BEGIN Extracted information

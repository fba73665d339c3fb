//! Minimal example: storing a card number behind a presence check.
//!
//! Run with: `RUST_LOG=biogate=debug cargo run --example unlock_demo`
//!
//! Walks through the flow an app goes through:
//! - check readiness before offering the feature
//! - encrypt under an alias (the user touches the sensor once)
//! - decrypt later, with one unrecognized attempt before success
//! - recover after the user enrolls a new credential

use std::sync::Arc;

use biogate::audit::FileAuditSink;
use biogate::{
    AuthOutcome, BioGate, CryptoAlgorithm, GateError, MemoryVault, SimulatedAuthenticator, Step,
};
use tracing_subscriber::EnvFilter;

fn main() -> Result<(), Box<dyn std::error::Error>> {
    tracing_subscriber::fmt()
        .with_env_filter(EnvFilter::try_from_default_env().unwrap_or_else(|_| EnvFilter::new("info")))
        .init();

    // 1. Setup
    let vault = Arc::new(MemoryVault::new());
    let sensor = SimulatedAuthenticator::approving();
    let gate = BioGate::new(vault.clone(), Arc::new(sensor.clone()));

    let audit_path = std::env::temp_dir().join("biogate_audit.jsonl");
    gate.add_audit_sink(Box::new(FileAuditSink::new(&audit_path)?));

    // 2. Only offer the feature when the device can do it
    if !gate.is_ready() {
        println!("Authentication unavailable: {:?}", gate.current_readiness());
        return Ok(());
    }

    // 3. Encrypt
    let envelope = gate
        .encode_blocking("4111 1111 1111 1111", "card", CryptoAlgorithm::Aes)
        .into_result()?
        .unwrap_or_default();
    println!("Stored envelope: {envelope}");

    // 4. Decrypt, showing progress as it arrives
    let sensor = sensor.with_script([Step::Fail, Step::Succeed]);
    gate.decode(&envelope, "card", CryptoAlgorithm::Aes, |outcome: AuthOutcome| match outcome {
        AuthOutcome::Failed => println!("Not recognized, try again"),
        AuthOutcome::Success { data } => println!("Unlocked: {}", data.unwrap_or_default()),
        other => println!("Finished with {other:?}"),
    });

    // 5. The user enrolls a new fingerprint; bound keys are gone
    vault.invalidate_enrolled_keys();
    match gate
        .decode_blocking(&envelope, "card", CryptoAlgorithm::Aes)
        .into_result()
    {
        Err(GateError::KeyInvalidated(alias)) => {
            println!("Key '{alias}' was invalidated, asking the user to re-enter the card")
        }
        other => println!("Unexpected: {other:?}"),
    }
    println!("Sensor attempts: {}", sensor.attempts());

    // 6. Audit log
    println!("Audit log: {} record(s)", gate.audit_records().len());
    for record in gate.audit_records() {
        println!(
            "  {} {:?}/{:?} -> {:?} @ {}",
            record.alias, record.algorithm, record.purpose, record.state, record.timestamp
        );
    }
    println!("Full audit also written to: {}", audit_path.display());

    Ok(())
}
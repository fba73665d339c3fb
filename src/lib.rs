//! # biogate
//!
//! Authentication-gated encryption.
//!
//! Keys live in a [`KeyVault`]. Each encode or decode builds a cipher for
//! one (purpose, algorithm) pair, hands it to an [`Authenticator`] as an
//! opaque [`CryptoToken`], and finishes the transform only after the
//! authenticator reports success. Keys invalidated by a credential
//! enrollment change are deleted and reported as
//! [`GateError::KeyInvalidated`].
//!
//! ## Public API
//!
//! [`BioGate`] is the entry point. Vault and authenticator backends are
//! chosen at construction time, which lets the whole flow run against
//! [`MemoryVault`] and [`SimulatedAuthenticator`] without secure hardware.
//!
//! ```no_run
//! use std::sync::Arc;
//! use biogate::{AuthOutcome, BioGate, CryptoAlgorithm, MemoryVault, SimulatedAuthenticator};
//!
//! let gate = BioGate::new(
//!     Arc::new(MemoryVault::new()),
//!     Arc::new(SimulatedAuthenticator::approving()),
//! );
//! gate.encode("4111 1111 1111 1111", "card", CryptoAlgorithm::Aes, |outcome: AuthOutcome| {
//!     if let AuthOutcome::Success { data: Some(envelope) } = outcome {
//!         println!("stored {envelope}");
//!     }
//! });
//! ```

pub mod audit;
pub mod authenticator;
pub mod bridge;
pub mod config;
pub(crate) mod crypto;
pub mod envelope;
pub mod error;
pub mod gate;
pub mod keys;
pub mod outcome;
pub mod session;
pub mod vault;

pub use authenticator::{Authenticator, SimulatedAuthenticator, Step, UnsupportedAuthenticator};
pub use bridge::{AuthListener, AuthRequest, CancelSignal};
pub use config::GateConfig;
pub use envelope::{Envelope, SEPARATOR};
pub use error::{GateError, Result, VaultError};
pub use gate::BioGate;
pub use outcome::{AuthOutcome, CompleteCallback, Readiness, State, ERROR_CANCELED};
pub use session::{CryptoAlgorithm, CryptoToken, Purpose};
pub use vault::{FileVault, KeyPolicy, KeyVault, MemoryVault, UnavailableVault};
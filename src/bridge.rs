//! Authenticator bridge.
//!
//! Submits a [`CryptoToken`] (or nothing, for plain authentication) to the
//! authenticator exactly once and routes everything the authenticator
//! reports into the operation's callback.
//!
//! Ordering rules:
//! 1. The attempt is registered as pending *before* the authenticator is
//!    called.
//! 2. The first terminal report clears the pending registration and fills
//!    the attempt's [`CompletionSlot`]. Later reports are dropped.
//! 3. `cancel` flags the attempt as user-canceled and trips its signal under
//!    the same lock that guards registration, so a report racing with a
//!    cancel is either delivered before it or flagged as canceled after it.
//!    A success that loses the race is delivered as a canceled error.

use std::collections::VecDeque;
use std::sync::atomic::{AtomicBool, AtomicU64, Ordering};
use std::sync::{Arc, Mutex, MutexGuard, PoisonError, Weak};

use tracing::{debug, info, warn};

use crate::authenticator::Authenticator;
use crate::error::GateError;
use crate::outcome::{AuthOutcome, CompleteCallback, Readiness, ERROR_CANCELED};
use crate::session::CryptoToken;

fn lock<T>(mutex: &Mutex<T>) -> MutexGuard<'_, T> {
    mutex.lock().unwrap_or_else(PoisonError::into_inner)
}

// ---------------------------------------------------------------------------
// Completion slot
// ---------------------------------------------------------------------------

struct SlotInner {
    callback: Option<Box<dyn CompleteCallback>>,
    queue: VecDeque<AuthOutcome>,
    draining: bool,
    terminal_seen: bool,
}

/// Single-assignment delivery point for one operation.
///
/// Progress outcomes pass through until the first terminal outcome is
/// accepted; after that every write is a no-op. Deliveries are serialised:
/// a thread that finds another delivery in progress only enqueues, and the
/// callback runs without any lock held so it may call back into the gate.
pub(crate) struct CompletionSlot {
    inner: Mutex<SlotInner>,
}

impl CompletionSlot {
    pub(crate) fn new(callback: Box<dyn CompleteCallback>) -> Self {
        Self {
            inner: Mutex::new(SlotInner {
                callback: Some(callback),
                queue: VecDeque::new(),
                draining: false,
                terminal_seen: false,
            }),
        }
    }

    /// Deliver a non-terminal outcome. Returns false once the slot is done.
    pub(crate) fn progress(&self, outcome: AuthOutcome) -> bool {
        self.push(outcome, false)
    }

    /// Deliver the terminal outcome. Returns false if one was already
    /// accepted.
    pub(crate) fn complete(&self, outcome: AuthOutcome) -> bool {
        self.push(outcome, true)
    }

    pub(crate) fn is_completed(&self) -> bool {
        lock(&self.inner).terminal_seen
    }

    fn push(&self, outcome: AuthOutcome, terminal: bool) -> bool {
        let mut inner = lock(&self.inner);
        if inner.terminal_seen {
            return false;
        }
        inner.terminal_seen = terminal;
        inner.queue.push_back(outcome);
        if inner.draining {
            return true;
        }

        inner.draining = true;
        loop {
            let Some(next) = inner.queue.pop_front() else {
                inner.draining = false;
                if inner.terminal_seen {
                    inner.callback = None;
                }
                return true;
            };
            let mut callback = inner.callback.take();
            drop(inner);
            if let Some(callback) = callback.as_mut() {
                callback.on_completed(next);
            }
            inner = lock(&self.inner);
            inner.callback = callback;
        }
    }
}

// ---------------------------------------------------------------------------
// Cancel signal
// ---------------------------------------------------------------------------

/// Cooperative cancellation flag shared with the authenticator.
///
/// Authenticators should check it before reporting and stop listening once
/// it is tripped.
#[derive(Debug, Clone, Default)]
pub struct CancelSignal(Arc<AtomicBool>);

impl CancelSignal {
    pub fn is_canceled(&self) -> bool {
        self.0.load(Ordering::SeqCst)
    }

    /// Trip the signal. Returns true only for the call that tripped it.
    pub(crate) fn cancel(&self) -> bool {
        !self.0.swap(true, Ordering::SeqCst)
    }
}

// ---------------------------------------------------------------------------
// Attempt and listener
// ---------------------------------------------------------------------------

type PendingSlot = Mutex<Option<Arc<Attempt>>>;

struct Attempt {
    id: u64,
    signal: CancelSignal,
    canceled_by_user: AtomicBool,
    expects_token: bool,
    slot: CompletionSlot,
    pending: Weak<PendingSlot>,
}

impl Attempt {
    fn clear_pending(&self) {
        if let Some(pending) = self.pending.upgrade() {
            let mut pending = lock(&pending);
            if pending.as_ref().is_some_and(|current| current.id == self.id) {
                *pending = None;
            }
        }
    }

    /// Atomically with respect to `cancel`: unregister the attempt unless
    /// its signal has been tripped. Returns false when it was canceled.
    fn claim_success(&self) -> bool {
        let Some(pending) = self.pending.upgrade() else {
            return !self.signal.is_canceled();
        };
        let mut pending = lock(&pending);
        if self.signal.is_canceled() {
            return false;
        }
        if pending.as_ref().is_some_and(|current| current.id == self.id) {
            *pending = None;
        }
        true
    }

    fn terminate(&self, outcome: AuthOutcome) {
        self.clear_pending();
        if self.slot.complete(outcome) {
            debug!(attempt = self.id, "authentication attempt finished");
        }
    }

    fn canceled_outcome(&self) -> AuthOutcome {
        AuthOutcome::Error {
            code: ERROR_CANCELED,
            message: "authentication canceled".to_string(),
            canceled_by_user: self.canceled_by_user.load(Ordering::SeqCst),
        }
    }
}

/// Channel through which an authenticator reports one attempt.
///
/// Cheap to clone. Reports after the terminal one are ignored.
#[derive(Clone)]
pub struct AuthListener {
    attempt: Arc<Attempt>,
}

impl AuthListener {
    /// Recoverable guidance; the sensor keeps listening.
    pub fn help(&self, code: i32, message: impl Into<String>) {
        if self.attempt.signal.is_canceled() {
            return;
        }
        self.attempt.slot.progress(AuthOutcome::Help {
            code,
            message: message.into(),
        });
    }

    /// A credential was presented but not recognized.
    pub fn failed(&self) {
        if self.attempt.signal.is_canceled() {
            return;
        }
        self.attempt.slot.progress(AuthOutcome::Failed);
    }

    /// Authentication succeeded. The token submitted with the request must
    /// be handed back; it is unlocked and the pending transform runs here,
    /// on the calling thread.
    pub fn succeeded(&self, token: Option<CryptoToken>) {
        let attempt = &self.attempt;
        if attempt.slot.is_completed() {
            return;
        }
        if !attempt.claim_success() {
            warn!(attempt = attempt.id, "success reported after cancellation");
            attempt.terminate(attempt.canceled_outcome());
            return;
        }

        let outcome = match token {
            Some(token) => match token.finish() {
                Ok(data) => AuthOutcome::Success { data: Some(data) },
                Err(e) => AuthOutcome::Exception(e),
            },
            None if attempt.expects_token => AuthOutcome::Exception(GateError::Crypto(
                "authenticator did not return the crypto token".to_string(),
            )),
            None => AuthOutcome::Success { data: None },
        };
        attempt.terminate(outcome);
    }

    /// The authentication session ended with an error (including
    /// cancellation and timeouts).
    pub fn error(&self, code: i32, message: impl Into<String>) {
        let attempt = &self.attempt;
        attempt.terminate(AuthOutcome::Error {
            code,
            message: message.into(),
            canceled_by_user: attempt.canceled_by_user.load(Ordering::SeqCst),
        });
    }

    /// Whether the attempt has already produced its terminal outcome.
    pub fn is_finished(&self) -> bool {
        self.attempt.slot.is_completed()
    }
}

impl std::fmt::Debug for AuthListener {
    fn fmt(&self, f: &mut std::fmt::Formatter<'_>) -> std::fmt::Result {
        f.debug_struct("AuthListener")
            .field("attempt", &self.attempt.id)
            .finish()
    }
}

/// One request handed to [`Authenticator::authenticate`].
#[derive(Debug)]
pub struct AuthRequest {
    /// The token to unlock, `None` for plain authentication.
    pub token: Option<CryptoToken>,
    pub signal: CancelSignal,
    pub listener: AuthListener,
}

// ---------------------------------------------------------------------------
// Bridge
// ---------------------------------------------------------------------------

pub(crate) struct AuthBridge {
    authenticator: Arc<dyn Authenticator>,
    pending: Arc<PendingSlot>,
    next_id: AtomicU64,
}

impl AuthBridge {
    pub(crate) fn new(authenticator: Arc<dyn Authenticator>) -> Self {
        Self {
            authenticator,
            pending: Arc::new(Mutex::new(None)),
            next_id: AtomicU64::new(1),
        }
    }

    pub(crate) fn is_pending(&self) -> bool {
        lock(&self.pending).is_some()
    }

    /// Submit one authentication attempt.
    pub(crate) fn submit(&self, token: Option<CryptoToken>, mut callback: Box<dyn CompleteCallback>) {
        let readiness = self.authenticator.readiness();
        if readiness != Readiness::Ready {
            warn!(?readiness, "authenticator stopped being ready before submit");
            callback.on_completed(AuthOutcome::Exception(GateError::NotReady { reason: readiness }));
            return;
        }

        let attempt = Arc::new(Attempt {
            id: self.next_id.fetch_add(1, Ordering::Relaxed),
            signal: CancelSignal::default(),
            canceled_by_user: AtomicBool::new(false),
            expects_token: token.is_some(),
            slot: CompletionSlot::new(callback),
            pending: Arc::downgrade(&self.pending),
        });

        let previous = lock(&self.pending).replace(Arc::clone(&attempt));
        if let Some(previous) = previous {
            warn!(
                previous = previous.id,
                "new authentication replaces a pending one"
            );
            previous.signal.cancel();
            previous.slot.complete(previous.canceled_outcome());
        }

        info!(attempt = attempt.id, "submitting to authenticator");
        self.authenticator.authenticate(AuthRequest {
            token,
            signal: attempt.signal.clone(),
            listener: AuthListener { attempt },
        });
    }

    /// Cancel the pending attempt, if any. Returns whether anything was
    /// canceled; canceling with nothing pending is a no-op.
    pub(crate) fn cancel(&self, on_confirmed: Option<Box<dyn FnOnce() + Send>>) -> bool {
        let attempt = {
            let pending = lock(&self.pending);
            match pending.as_ref() {
                Some(attempt) if !attempt.signal.is_canceled() => {
                    attempt.canceled_by_user.store(true, Ordering::SeqCst);
                    attempt.signal.cancel();
                    Some(Arc::clone(attempt))
                }
                _ => None,
            }
        };
        let Some(attempt) = attempt else {
            debug!("cancel requested with no pending authentication");
            return false;
        };

        info!(attempt = attempt.id, "authentication canceled by user");
        self.authenticator.cancel();
        if let Some(on_confirmed) = on_confirmed {
            on_confirmed();
        }
        // Guarantees a terminal outcome even if the authenticator never
        // reports the cancellation.
        attempt.terminate(attempt.canceled_outcome());
        true
    }
}

#[cfg(test)]
mod tests {
    use super::*;
    use std::sync::Arc;

    fn recording() -> (Arc<Mutex<Vec<AuthOutcome>>>, Box<dyn CompleteCallback>) {
        let seen = Arc::new(Mutex::new(Vec::new()));
        let sink = Arc::clone(&seen);
        let callback: Box<dyn CompleteCallback> =
            Box::new(move |outcome: AuthOutcome| sink.lock().unwrap().push(outcome));
        (seen, callback)
    }

    #[test]
    fn slot_accepts_progress_then_one_terminal() {
        let (seen, callback) = recording();
        let slot = CompletionSlot::new(callback);

        assert!(slot.progress(AuthOutcome::Failed));
        assert!(slot.complete(AuthOutcome::Success { data: None }));
        assert!(!slot.complete(AuthOutcome::Failed));
        assert!(!slot.progress(AuthOutcome::Failed));
        assert!(slot.is_completed());

        let seen = seen.lock().unwrap();
        assert_eq!(
            *seen,
            vec![AuthOutcome::Failed, AuthOutcome::Success { data: None }]
        );
    }

    #[test]
    fn slot_allows_reentrant_delivery() {
        let seen = Arc::new(Mutex::new(Vec::new()));
        let slot = Arc::new(Mutex::new(None::<Arc<CompletionSlot>>));

        let sink = Arc::clone(&seen);
        let handle = Arc::clone(&slot);
        let callback = move |outcome: AuthOutcome| {
            let first = matches!(outcome, AuthOutcome::Failed);
            sink.lock().unwrap().push(outcome);
            if first {
                // Re-enter from inside the callback.
                let slot = handle.lock().unwrap().clone().unwrap();
                slot.complete(AuthOutcome::Success { data: None });
            }
        };
        let completion = Arc::new(CompletionSlot::new(Box::new(callback)));
        *slot.lock().unwrap() = Some(Arc::clone(&completion));

        completion.progress(AuthOutcome::Failed);
        assert_eq!(seen.lock().unwrap().len(), 2);
        assert!(completion.is_completed());
    }

    #[test]
    fn signal_trips_once() {
        let signal = CancelSignal::default();
        assert!(!signal.is_canceled());
        assert!(signal.cancel());
        assert!(!signal.cancel());
        assert!(signal.clone().is_canceled());
    }
}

END Extracted information

| Work instructions |
Each line of the entries where the string "that" occurs should be shown.

| Solution |
//!    the same lock that guards registration, so a report racing with a
//!    A success that loses the race is delivered as a canceled error.
/// accepted; after that every write is a no-op. Deliveries are serialised:
/// a thread that finds another delivery in progress only enqueues, and the
    /// Trip the signal. Returns true only for the call that tripped it.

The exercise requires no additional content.